Erkenntnis ist ja bekanntlich der erste Schritt zur Besserung. Und erkannt hat Facebook das Problem durchaus: den Missbrauch seiner Plattform durch User, die die öffentliche politische Meinung manipulieren wollen. Bei den US-Präsidentschaftswahlen im vergangenen Jahr sollen Fake-Accounts, vor allem aus Russland, das Ergebnis beeinflusst haben. Doch das Dilemma ist kein allein amerikanisches. Im Vorfeld der aktuellen französischen Präsidentschaftswahlen löschte Facebook nach eigenen Angaben rund 30.000 unechte Profile. Und nun bestätigt das Unternehmen in einem neuen Report, dass es immer wieder von politisch motivierten Kräften als Propagandawerkzeug missbraucht wird – und erläutert mögliche Schritte, dagegen vorzugehen.
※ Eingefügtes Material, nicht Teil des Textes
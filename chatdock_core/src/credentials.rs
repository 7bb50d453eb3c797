//! Bearer-token access.
//!
//! Reads are synchronous and absence is a normal state, not an error.

use std::sync::{Arc, PoisonError, RwLock};

pub trait CredentialStore: Send + Sync {
    /// Current bearer token, or `None` when the user is not signed in.
    fn token(&self) -> Option<String>;
}

impl<T: CredentialStore + ?Sized> CredentialStore for Arc<T> {
    fn token(&self) -> Option<String> {
        (**self).token()
    }
}

/// Process-local token holder, settable at runtime.
#[derive(Debug, Default)]
pub struct MemoryCredentials {
    token: RwLock<Option<String>>,
}

impl MemoryCredentials {
    #[must_use]
    pub fn new() -> Self {
        Self::default()
    }

    pub fn with_token(token: impl Into<String>) -> Self {
        Self {
            token: RwLock::new(Some(token.into())),
        }
    }

    pub fn set(&self, token: impl Into<String>) {
        *self.token.write().unwrap_or_else(PoisonError::into_inner) = Some(token.into());
    }

    pub fn clear(&self) {
        *self.token.write().unwrap_or_else(PoisonError::into_inner) = None;
    }
}

impl CredentialStore for MemoryCredentials {
    fn token(&self) -> Option<String> {
        self.token
            .read()
            .unwrap_or_else(PoisonError::into_inner)
            .clone()
            .filter(|t| !t.trim().is_empty())
    }
}

#[cfg(test)]
mod tests {
    use super::*;

    #[test]
    fn set_and_clear() {
        let creds = MemoryCredentials::new();
        assert_eq!(creds.token(), None);

        creds.set("abc");
        assert_eq!(creds.token().as_deref(), Some("abc"));

        creds.clear();
        assert_eq!(creds.token(), None);
    }

    #[test]
    fn blank_token_counts_as_absent() {
        let creds = MemoryCredentials::with_token("  ");
        assert_eq!(creds.token(), None);
    }
}
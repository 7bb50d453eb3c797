use chatdock_core::util::DEFAULT_WELCOME_MESSAGE;
use serde::{Deserialize, Serialize};
use std::path::{Path, PathBuf};
use std::time::Duration;
use tracing::debug;

use crate::environment::{Endpoint, Environment};

#[derive(Debug, Deserialize, Serialize, Clone, Default)]
pub struct Config {
    #[serde(default)]
    pub api: ApiConfig,
    #[serde(default)]
    pub widget: WidgetConfig,
}

#[derive(Debug, Deserialize, Serialize, Clone)]
pub struct ApiConfig {
    /// Explicit base URL. When set, host classification is skipped.
    #[serde(default, skip_serializing_if = "Option::is_none")]
    pub base_url: Option<String>,
    /// Hostname the portal is served from.
    #[serde(default = "ApiConfig::default_host")]
    pub host: String,
    /// Treat any host as local.
    #[serde(default)]
    pub force_local: bool,
    #[serde(default = "ApiConfig::default_local_port")]
    pub local_port: u16,
    #[serde(default = "ApiConfig::default_cloud_url")]
    pub cloud_url: String,
    #[serde(default = "ApiConfig::default_timeout_secs")]
    pub timeout_secs: u64,
}

impl Default for ApiConfig {
    fn default() -> Self {
        Self {
            base_url: None,
            host: Self::default_host(),
            force_local: false,
            local_port: Self::default_local_port(),
            cloud_url: Self::default_cloud_url(),
            timeout_secs: Self::default_timeout_secs(),
        }
    }
}

impl ApiConfig {
    fn default_host() -> String {
        "localhost".to_string()
    }

    const fn default_local_port() -> u16 {
        8080
    }

    fn default_cloud_url() -> String {
        "https://contractor-portal-410182375480.us-central1.run.app".to_string()
    }

    const fn default_timeout_secs() -> u64 {
        30
    }

    #[must_use]
    pub fn environment(&self) -> Environment {
        if self.force_local {
            Environment::Local
        } else {
            Environment::classify(&self.host)
        }
    }

    /// Resolve the base URL and environment for the current host.
    #[must_use]
    pub fn endpoint(&self) -> Endpoint {
        let environment = self.environment();
        let base_url = self.base_url.clone().unwrap_or_else(|| match environment {
            Environment::Local => format!("http://{}:{}", self.host, self.local_port),
            Environment::Cloud => self.cloud_url.clone(),
        });
        debug!("Resolved API endpoint {base_url} ({environment})");
        Endpoint {
            base_url,
            environment,
        }
    }

    #[must_use]
    pub const fn timeout(&self) -> Duration {
        Duration::from_secs(self.timeout_secs)
    }
}

#[derive(Debug, Deserialize, Serialize, Clone)]
pub struct WidgetConfig {
    #[serde(default = "WidgetConfig::default_welcome_message")]
    pub welcome_message: String,
}

impl Default for WidgetConfig {
    fn default() -> Self {
        Self {
            welcome_message: Self::default_welcome_message(),
        }
    }
}

impl WidgetConfig {
    fn default_welcome_message() -> String {
        DEFAULT_WELCOME_MESSAGE.to_string()
    }
}

impl Config {
    pub fn config_dir() -> anyhow::Result<PathBuf> {
        Ok(dirs::home_dir()
            .ok_or_else(|| anyhow::anyhow!("Cannot find home directory"))?
            .join("chatdock"))
    }

    pub fn load() -> anyhow::Result<Self> {
        let config_path = Self::config_dir()?.join("config.json");

        if !config_path.exists() {
            anyhow::bail!(
                "Config file not found at: {}. Please run 'chatdock init' to create config.",
                config_path.display()
            );
        }

        Self::load_from(&config_path)
    }

    pub fn load_from(path: &Path) -> anyhow::Result<Self> {
        let content = std::fs::read_to_string(path)?;
        let config: Self = serde_json::from_str(&content)
            .map_err(|e| anyhow::anyhow!("Invalid config at {}: {e}", path.display()))?;
        Ok(config)
    }

    pub fn ensure_config_dir() -> anyhow::Result<PathBuf> {
        let config_dir = Self::config_dir()?;
        std::fs::create_dir_all(&config_dir)?;
        Ok(config_dir)
    }

    pub fn create_config() -> anyhow::Result<()> {
        let config_dir = Self::ensure_config_dir()?;
        let config_path = config_dir.join("config.json");

        if config_path.exists() {
            anyhow::bail!(
                "Config file already exists at: {}. Please edit it directly.",
                config_path.display()
            );
        }

        Self::write_template(&config_path)?;

        println!("✅ Created config file at: {}", config_path.display());
        println!();
        println!("📝 Next steps:");
        println!("   1. Set api.host to the portal's hostname (or api.base_url directly)");
        println!("   2. Run 'chatdock login --token <TOKEN>' with your portal token");
        println!("   3. Run 'chatdock chat' to start a conversation");
        println!();
        Ok(())
    }

    fn write_template(path: &Path) -> anyhow::Result<()> {
        let config_template = r#"{
  "api": {
    "host": "localhost",
    "force_local": false,
    "local_port": 8080,
    "cloud_url": "https://contractor-portal-410182375480.us-central1.run.app",
    "timeout_secs": 30
  },
  "widget": {
    "welcome_message": "👋 Hi! I'm your AI assistant. How can I help you today?"
  }
}"#;
        std::fs::write(path, config_template)?;
        Ok(())
    }
}

#[cfg(test)]
mod tests {
    use super::*;

    #[test]
    fn empty_object_uses_defaults() -> anyhow::Result<()> {
        let config: Config = serde_json::from_str("{}")?;
        assert_eq!(config.api.host, "localhost");
        assert_eq!(config.api.timeout(), Duration::from_secs(30));
        assert_eq!(config.widget.welcome_message, DEFAULT_WELCOME_MESSAGE);
        Ok(())
    }

    #[test]
    fn local_host_resolves_to_host_and_port() {
        let api = ApiConfig {
            host: "192.168.1.20".to_string(),
            ..ApiConfig::default()
        };
        assert_eq!(
            api.endpoint(),
            Endpoint {
                base_url: "http://192.168.1.20:8080".to_string(),
                environment: Environment::Local,
            }
        );
    }

    #[test]
    fn public_host_resolves_to_cloud_url() {
        let api = ApiConfig {
            host: "portal.example.com".to_string(),
            cloud_url: "https://api.example.com".to_string(),
            ..ApiConfig::default()
        };
        let endpoint = api.endpoint();
        assert_eq!(endpoint.environment, Environment::Cloud);
        assert_eq!(endpoint.base_url, "https://api.example.com");
    }

    #[test]
    fn force_local_overrides_classification() {
        let api = ApiConfig {
            host: "portal.example.com".to_string(),
            force_local: true,
            ..ApiConfig::default()
        };
        assert_eq!(
            api.endpoint().base_url,
            "http://portal.example.com:8080"
        );
    }

    #[test]
    fn explicit_base_url_wins() {
        let api = ApiConfig {
            base_url: Some("http://10.0.0.2:9000".to_string()),
            host: "portal.example.com".to_string(),
            ..ApiConfig::default()
        };
        let endpoint = api.endpoint();
        assert_eq!(endpoint.base_url, "http://10.0.0.2:9000");
        assert_eq!(endpoint.environment, Environment::Cloud);
    }

    #[test]
    fn template_round_trips_through_load() -> anyhow::Result<()> {
        let dir = tempfile::tempdir()?;
        let path = dir.path().join("config.json");
        Config::write_template(&path)?;

        let config = Config::load_from(&path)?;
        assert_eq!(config.api.local_port, 8080);
        assert!(config.api.base_url.is_none());
        Ok(())
    }

    #[test]
    fn invalid_json_names_the_file() -> anyhow::Result<()> {
        let dir = tempfile::tempdir()?;
        let path = dir.path().join("config.json");
        std::fs::write(&path, "{ not json")?;

        let err = Config::load_from(&path).err().map(|e| e.to_string());
        assert!(err.is_some_and(|e| e.contains("config.json")));
        Ok(())
    }
}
Der Social-Media-Konzern gibt der Misere einen Namen: Information Operations. Der Begriff umfasst sämtliche Operationen organisierter Gruppen, die die öffentliche Meinung verzerren und manipulieren wollen. Die Aktionen können laut Facebook verschiedene Methoden umfassen, etwa Falschmeldungen, gezielte Desinformationen oder den Einsatz von Fake-Accounts.
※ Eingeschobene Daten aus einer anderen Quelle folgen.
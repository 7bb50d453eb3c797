use thiserror::Error;

/// Failure modes of an assistant call.
///
/// `Display` is the user-facing summary; transport details stay in the
/// variant for diagnostics.
#[derive(Debug, Clone, Error, PartialEq, Eq)]
pub enum AssistantError {
    #[error("Not authenticated")]
    Unauthenticated,

    /// The server answered with an error status. Holds the server detail or
    /// a generic message.
    #[error("{0}")]
    RequestFailed(String),

    /// The call never reached the server or never came back.
    #[error("Network error, could not reach the assistant")]
    TransportFailed(String),
}

impl AssistantError {
    /// Diagnostic detail for logs, including transport internals.
    #[must_use]
    pub fn detail(&self) -> &str {
        match self {
            Self::Unauthenticated => "no credential available",
            Self::RequestFailed(detail) | Self::TransportFailed(detail) => detail,
        }
    }
}

#[cfg(test)]
mod tests {
    use super::*;

    #[test]
    fn transport_display_hides_detail() {
        let err = AssistantError::TransportFailed("dns error: no such host".to_string());
        assert_eq!(
            err.to_string(),
            "Network error, could not reach the assistant"
        );
        assert_eq!(err.detail(), "dns error: no such host");
    }

    #[test]
    fn request_failed_shows_server_detail() {
        let err = AssistantError::RequestFailed("overloaded".to_string());
        assert_eq!(err.to_string(), "overloaded");
    }
}
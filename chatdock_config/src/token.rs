//! File-backed bearer token.
//!
//! The token is read on every call so a `login` in another process is
//! picked up without restarting the session.

use chatdock_core::CredentialStore;
use std::path::{Path, PathBuf};
use tracing::{debug, info};

use crate::Config;

#[derive(Debug, Clone)]
pub struct TokenFile {
    path: PathBuf,
}

impl TokenFile {
    #[must_use]
    pub const fn new(path: PathBuf) -> Self {
        Self { path }
    }

    /// `~/chatdock/token`.
    pub fn default_location() -> anyhow::Result<Self> {
        Ok(Self::new(Config::config_dir()?.join("token")))
    }

    #[must_use]
    pub fn path(&self) -> &Path {
        &self.path
    }

    pub fn save(&self, token: &str) -> anyhow::Result<()> {
        let token = token.trim();
        if token.is_empty() {
            anyhow::bail!("Refusing to save an empty token");
        }
        if let Some(parent) = self.path.parent() {
            std::fs::create_dir_all(parent)?;
        }
        std::fs::write(&self.path, token)?;
        info!("Saved token to {}", self.path.display());
        Ok(())
    }

    /// Remove the stored token. Missing files are fine.
    pub fn clear(&self) -> anyhow::Result<()> {
        match std::fs::remove_file(&self.path) {
            Ok(()) => {
                info!("Removed token at {}", self.path.display());
                Ok(())
            }
            Err(e) if e.kind() == std::io::ErrorKind::NotFound => Ok(()),
            Err(e) => Err(e.into()),
        }
    }
}

impl CredentialStore for TokenFile {
    fn token(&self) -> Option<String> {
        match std::fs::read_to_string(&self.path) {
            Ok(content) => {
                let token = content.trim();
                (!token.is_empty()).then(|| token.to_string())
            }
            Err(e) => {
                debug!("No token at {}: {e}", self.path.display());
                None
            }
        }
    }
}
Dabei distanziert sich Facebook vom Terminus Fake News, weil dieser zu einem Sammelbegriff für zu viele verschiedene Arten von Veröffentlichungen geworden sei – von nachrichtlichen Artikel, die faktisch falsch sind, über Parodien, Memes, Gerüchte und Online-Missbrauch bis hin zu persönlichen Stellungnahmen. „Die inflationäre und falsche Verwendung des Begriffs Fake News kann problematisch sein, da wir ohne allgemein gültige Definition diese Themen gar nicht umfassend behandeln können“, schreiben die Verfasser des Facebook-Berichts.    

Information Operations, heißt es in dem Dokument, bestehen aus drei Teilen: dem gezielten Sammeln von Daten, der Erstellung von Content und dessen intensiver Verbreitung etwa durch Fake-Profile, das mehrfache Posten eines Kommentars oder die Erstellung von Astroturf-Gruppen. Diese dritte Stufe nennt Facebook auch False Amplification, falsche Verstärkung.  
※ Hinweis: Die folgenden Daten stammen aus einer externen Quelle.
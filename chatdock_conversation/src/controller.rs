//! Session controller for the assistant panel.
//!
//! `SessionController` is the only writer of [`ConversationState`]. It runs
//! the send cycle (`Idle → Composing → Idle`), loads page suggestions once,
//! and turns every assistant failure into a transcript notice so nothing
//! escapes to the caller.

use chatdock_core::util::error_summary;
use chatdock_core::{
    AssistantClient, AssistantError, ChatMessage, CredentialStore, PageContext, Role,
};
use std::sync::atomic::{AtomicBool, Ordering};
use std::sync::{Arc, Mutex, MutexGuard, PoisonError};
use tokio::task::JoinHandle;
use tracing::{debug, info, warn};
use uuid::Uuid;

use crate::events::{Listeners, SessionEvent, SessionListener, SubscriptionId};
use crate::state::{ConversationState, Phase, SessionSnapshot};

/// What a call to [`SessionController::send`] did.
#[derive(Debug, Clone, PartialEq, Eq)]
pub enum SendOutcome {
    /// Input was empty after trimming. Nothing changed.
    Empty,
    /// Another send is still in flight. Nothing changed.
    Busy,
    /// The assistant replied with this text.
    Replied(String),
    /// The turn failed; a notice was added to the transcript.
    Failed(AssistantError),
}

enum Start {
    Busy,
    Unauthenticated,
    Dispatch {
        history: Vec<ChatMessage>,
        page: PageContext,
        token: String,
    },
}

pub struct SessionController<C, K>
where
    C: AssistantClient,
    K: CredentialStore,
{
    id: Uuid,
    client: C,
    credentials: K,
    state: Mutex<ConversationState>,
    listeners: Mutex<Listeners>,
    suggestions_requested: AtomicBool,
}

impl<C, K> SessionController<C, K>
where
    C: AssistantClient,
    K: CredentialStore,
{
    /// Create a controller. Suggestions are not loaded until
    /// [`Self::load_suggestions`] is called; see [`Self::launch`].
    pub fn new(client: C, credentials: K, page_context: PageContext, welcome: &str) -> Self {
        let id = Uuid::now_v7();
        info!("Creating assistant session {id} for page {page_context}");

        Self {
            id,
            client,
            credentials,
            state: Mutex::new(ConversationState::new(page_context, welcome)),
            listeners: Mutex::new(Listeners::default()),
            suggestions_requested: AtomicBool::new(false),
        }
    }

    /// Create a shared controller and start loading suggestions in the
    /// background.
    pub fn launch(
        client: C,
        credentials: K,
        page_context: PageContext,
        welcome: &str,
    ) -> (Arc<Self>, JoinHandle<()>)
    where
        C: 'static,
        K: 'static,
    {
        let controller = Arc::new(Self::new(client, credentials, page_context, welcome));
        let loader = Arc::clone(&controller);
        let handle = tokio::spawn(async move { loader.load_suggestions().await });
        (controller, handle)
    }

    #[must_use]
    pub const fn id(&self) -> Uuid {
        self.id
    }

    pub fn open(&self) {
        let changed = self.state().set_panel_open(true);
        if changed {
            self.notify_changed();
        }
        self.emit(&SessionEvent::FocusInput);
    }

    pub fn close(&self) {
        let changed = self.state().set_panel_open(false);
        if changed {
            self.notify_changed();
        }
    }

    pub fn toggle(&self) {
        if self.is_open() {
            self.close();
        } else {
            self.open();
        }
    }

    /// Append to the transcript; User and Assistant entries also join the
    /// history.
    pub fn append_display(&self, role: Role, content: impl Into<String>) {
        self.state().append_display(role, content.into());
        self.notify_changed();
    }

    /// Record the renderer's current input text.
    pub fn set_draft(&self, text: &str) {
        let changed = self.state().set_draft(text);
        if changed {
            self.notify_changed();
        }
    }

    /// Run one turn.
    ///
    /// Whitespace-only input and calls made while another send is in flight
    /// are ignored. Every failure ends up as a System entry in the
    /// transcript, and failed turns add nothing but the user message to the
    /// history. The controller is back to idle when this returns, or when
    /// the returned future is dropped before the reply arrives.
    pub async fn send(&self, text: &str) -> SendOutcome {
        let text = text.trim();
        if text.is_empty() {
            debug!("Ignoring empty send in session {}", self.id);
            return SendOutcome::Empty;
        }

        let token = self.credentials.token();
        let start = {
            let mut state = self.state();
            if state.is_pending() {
                Start::Busy
            } else {
                state.mark_sent();
                state.clear_draft();
                if let Some(token) = token {
                    state.append_display(Role::User, text.to_string());
                    state.set_phase(Phase::Composing);
                    Start::Dispatch {
                        history: state.history().to_vec(),
                        page: state.page_context(),
                        token,
                    }
                } else {
                    state.show_only(ChatMessage::user(text));
                    state.append_display(
                        Role::System,
                        error_summary(&AssistantError::Unauthenticated),
                    );
                    Start::Unauthenticated
                }
            }
        };

        let (history, page, token) = match start {
            Start::Busy => {
                debug!("Send rejected in session {}: reply pending", self.id);
                return SendOutcome::Busy;
            }
            Start::Unauthenticated => {
                warn!("Send in session {} without a credential", self.id);
                self.notify_changed();
                self.emit(&SessionEvent::FocusInput);
                return SendOutcome::Failed(AssistantError::Unauthenticated);
            }
            Start::Dispatch {
                history,
                page,
                token,
            } => (history, page, token),
        };
        self.notify_changed();

        info!(
            "Session {}: sending turn {} ({} messages)",
            self.id,
            history.iter().filter(|m| m.role == Role::User).count(),
            history.len()
        );
        let turn = PendingTurn::new(self);
        let result = self.client.exchange(&history, page, &token).await;
        turn.disarm();

        let outcome = {
            let mut state = self.state();
            state.set_phase(Phase::Idle);
            match result {
                Ok(reply) => {
                    state.append_display(Role::Assistant, reply.clone());
                    SendOutcome::Replied(reply)
                }
                Err(err) => {
                    state.append_display(Role::System, error_summary(&err));
                    SendOutcome::Failed(err)
                }
            }
        };

        match &outcome {
            SendOutcome::Failed(err) => {
                warn!("Session {}: turn failed: {}", self.id, err.detail());
            }
            _ => debug!("Session {}: turn completed", self.id),
        }

        self.notify_changed();
        self.emit(&SessionEvent::FocusInput);
        outcome
    }

    /// Load page suggestions. Only the first call does anything.
    ///
    /// A missing credential or any failure leaves the suggestions empty and
    /// is never shown in the transcript.
    pub async fn load_suggestions(&self) {
        if self.suggestions_requested.swap(true, Ordering::SeqCst) {
            debug!("Suggestions already requested for session {}", self.id);
            return;
        }

        let Some(token) = self.credentials.token() else {
            debug!("No credential, skipping suggestions for session {}", self.id);
            return;
        };

        let page = self.page_context();
        match self.client.fetch_suggestions(page, &token).await {
            Ok(suggestions) => {
                info!(
                    "Loaded {} suggestions for page {page} in session {}",
                    suggestions.len(),
                    self.id
                );
                self.state().set_suggestions(suggestions);
                self.notify_changed();
            }
            Err(err) => {
                warn!(
                    "Failed to load suggestions for session {}: {err} ({})",
                    self.id,
                    err.detail()
                );
            }
        }
    }

    /// Send a suggestion as if the user had typed it.
    pub async fn pick_suggestion(&self, text: &str) -> SendOutcome {
        self.set_draft(text);
        self.send(text).await
    }

    pub fn subscribe(&self, listener: impl SessionListener + 'static) -> SubscriptionId {
        self.listeners().add(Arc::new(listener))
    }

    /// Returns whether the subscription existed.
    pub fn unsubscribe(&self, id: SubscriptionId) -> bool {
        self.listeners().remove(id)
    }

    #[must_use]
    pub fn snapshot(&self) -> SessionSnapshot {
        self.state().snapshot()
    }

    #[must_use]
    pub fn is_open(&self) -> bool {
        self.state().is_panel_open()
    }

    #[must_use]
    pub fn is_pending(&self) -> bool {
        self.state().is_pending()
    }

    #[must_use]
    pub fn transcript(&self) -> Vec<ChatMessage> {
        self.state().transcript().to_vec()
    }

    #[must_use]
    pub fn history(&self) -> Vec<ChatMessage> {
        self.state().history().to_vec()
    }

    #[must_use]
    pub fn suggestions(&self) -> Vec<String> {
        self.state().suggestions().to_vec()
    }

    #[must_use]
    pub fn suggestions_visible(&self) -> bool {
        self.state().suggestions_visible()
    }

    #[must_use]
    pub fn draft(&self) -> String {
        self.state().draft().to_string()
    }

    #[must_use]
    pub fn page_context(&self) -> PageContext {
        self.state().page_context()
    }

    fn state(&self) -> MutexGuard<'_, ConversationState> {
        self.state.lock().unwrap_or_else(PoisonError::into_inner)
    }

    fn listeners(&self) -> MutexGuard<'_, Listeners> {
        self.listeners.lock().unwrap_or_else(PoisonError::into_inner)
    }

    /// Close out a turn whose `send` future was dropped mid-exchange.
    fn abandon_turn(&self) {
        warn!("Session {}: send dropped before the reply arrived", self.id);
        {
            let mut state = self.state();
            state.set_phase(Phase::Idle);
            state.append_display(
                Role::System,
                error_summary(&AssistantError::TransportFailed(
                    "request cancelled".to_string(),
                )),
            );
        }
        self.notify_changed();
    }

    fn notify_changed(&self) {
        let snapshot = self.snapshot();
        self.emit(&SessionEvent::StateChanged(snapshot));
    }

    /// Listeners run with no lock held, so they may call back into the
    /// controller.
    fn emit(&self, event: &SessionEvent) {
        let targets = self.listeners().targets();
        for listener in targets {
            listener.on_event(event);
        }
    }
}

/// Puts the session back to idle if the exchange it guards never returns.
struct PendingTurn<'a, C, K>
where
    C: AssistantClient,
    K: CredentialStore,
{
    controller: &'a SessionController<C, K>,
    armed: bool,
}

impl<'a, C, K> PendingTurn<'a, C, K>
where
    C: AssistantClient,
    K: CredentialStore,
{
    const fn new(controller: &'a SessionController<C, K>) -> Self {
        Self {
            controller,
            armed: true,
        }
    }

    fn disarm(mut self) {
        self.armed = false;
    }
}

impl<C, K> Drop for PendingTurn<'_, C, K>
where
    C: AssistantClient,
    K: CredentialStore,
{
    fn drop(&mut self) {
        if self.armed {
            self.controller.abandon_turn();
        }
    }
}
Daten akquirierten Information-Operations-Akteure vor allem durch das Hacken von E-Mail- oder Social-Media-Accounts, heißt es. Um User davor zu bewahren, will Facebook individuell anpassbare Tools entwickeln, um die Sicherheits- und Privatsphäre-Einstellungen für seine Nutzer zu verbessern. Außerdem sollen potenzielle Phishing-Opfer benachrichtigt werden. Bei kommenden Wahlen oder ähnlichen politischen Ereignissen will das Unternehmen außerdem direkt mit Regierungen zusammenarbeiten und etwa Schulungen für Bürger anbieten.   

Ohne Social-Media-Portale wie Facebook und deren grundeigene Funktionsweise, Nachrichten potenziell milliardenfach online zu verbreiten, wäre die „falsche Verstärkung“ gar nicht erst so mächtig. Das hat wohl auch Facebook verstanden und will signalisieren, dass es Verantwortung übernimmt.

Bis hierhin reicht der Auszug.